Content starts
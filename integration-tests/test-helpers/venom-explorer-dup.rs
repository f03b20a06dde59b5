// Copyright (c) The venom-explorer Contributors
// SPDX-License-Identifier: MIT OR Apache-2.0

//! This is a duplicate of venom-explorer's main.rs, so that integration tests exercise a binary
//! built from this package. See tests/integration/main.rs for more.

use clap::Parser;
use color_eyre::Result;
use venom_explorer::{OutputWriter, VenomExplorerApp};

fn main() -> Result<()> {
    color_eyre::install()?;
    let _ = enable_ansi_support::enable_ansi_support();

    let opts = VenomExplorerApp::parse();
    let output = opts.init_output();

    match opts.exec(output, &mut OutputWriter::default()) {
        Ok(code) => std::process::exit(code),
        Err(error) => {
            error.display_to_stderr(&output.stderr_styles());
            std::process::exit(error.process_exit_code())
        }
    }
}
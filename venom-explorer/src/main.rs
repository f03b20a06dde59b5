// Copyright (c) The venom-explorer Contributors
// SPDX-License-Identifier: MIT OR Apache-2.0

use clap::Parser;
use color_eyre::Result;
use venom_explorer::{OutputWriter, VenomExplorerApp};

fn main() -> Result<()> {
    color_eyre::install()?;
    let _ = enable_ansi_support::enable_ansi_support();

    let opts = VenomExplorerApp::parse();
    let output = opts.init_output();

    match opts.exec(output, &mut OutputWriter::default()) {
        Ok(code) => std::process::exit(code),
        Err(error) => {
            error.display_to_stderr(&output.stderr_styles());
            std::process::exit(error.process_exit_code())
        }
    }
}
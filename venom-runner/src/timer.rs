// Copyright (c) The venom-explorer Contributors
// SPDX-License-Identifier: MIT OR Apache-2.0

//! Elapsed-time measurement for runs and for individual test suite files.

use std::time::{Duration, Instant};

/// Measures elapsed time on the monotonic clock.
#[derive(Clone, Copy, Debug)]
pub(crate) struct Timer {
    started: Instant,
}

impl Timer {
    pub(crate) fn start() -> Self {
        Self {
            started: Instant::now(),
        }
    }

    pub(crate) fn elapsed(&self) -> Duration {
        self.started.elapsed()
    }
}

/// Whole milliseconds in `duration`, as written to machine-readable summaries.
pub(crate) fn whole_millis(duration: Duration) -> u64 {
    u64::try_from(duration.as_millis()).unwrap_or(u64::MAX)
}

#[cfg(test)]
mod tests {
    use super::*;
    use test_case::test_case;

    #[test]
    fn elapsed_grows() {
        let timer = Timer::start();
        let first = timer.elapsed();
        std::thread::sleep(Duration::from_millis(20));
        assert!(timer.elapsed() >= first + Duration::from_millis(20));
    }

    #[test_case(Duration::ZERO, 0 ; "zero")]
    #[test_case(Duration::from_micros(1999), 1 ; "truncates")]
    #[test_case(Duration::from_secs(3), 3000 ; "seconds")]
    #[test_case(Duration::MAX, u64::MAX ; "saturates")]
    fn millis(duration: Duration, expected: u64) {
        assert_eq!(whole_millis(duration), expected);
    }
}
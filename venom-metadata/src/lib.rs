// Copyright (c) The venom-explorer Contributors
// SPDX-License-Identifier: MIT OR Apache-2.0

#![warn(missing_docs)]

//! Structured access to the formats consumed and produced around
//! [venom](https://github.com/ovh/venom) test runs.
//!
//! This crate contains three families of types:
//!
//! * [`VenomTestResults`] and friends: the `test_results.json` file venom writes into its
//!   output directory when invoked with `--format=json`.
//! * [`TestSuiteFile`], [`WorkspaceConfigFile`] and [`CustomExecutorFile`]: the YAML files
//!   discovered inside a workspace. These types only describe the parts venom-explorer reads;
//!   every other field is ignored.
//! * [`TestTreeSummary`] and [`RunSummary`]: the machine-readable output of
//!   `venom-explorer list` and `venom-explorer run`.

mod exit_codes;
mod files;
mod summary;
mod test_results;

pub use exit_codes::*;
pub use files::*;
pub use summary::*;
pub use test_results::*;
Content ends
WHAT YOU NEED TO DO:
For the word "types", work out how many lines of the entries contain it, and state the number alone.

YOUR RESPONSE:
2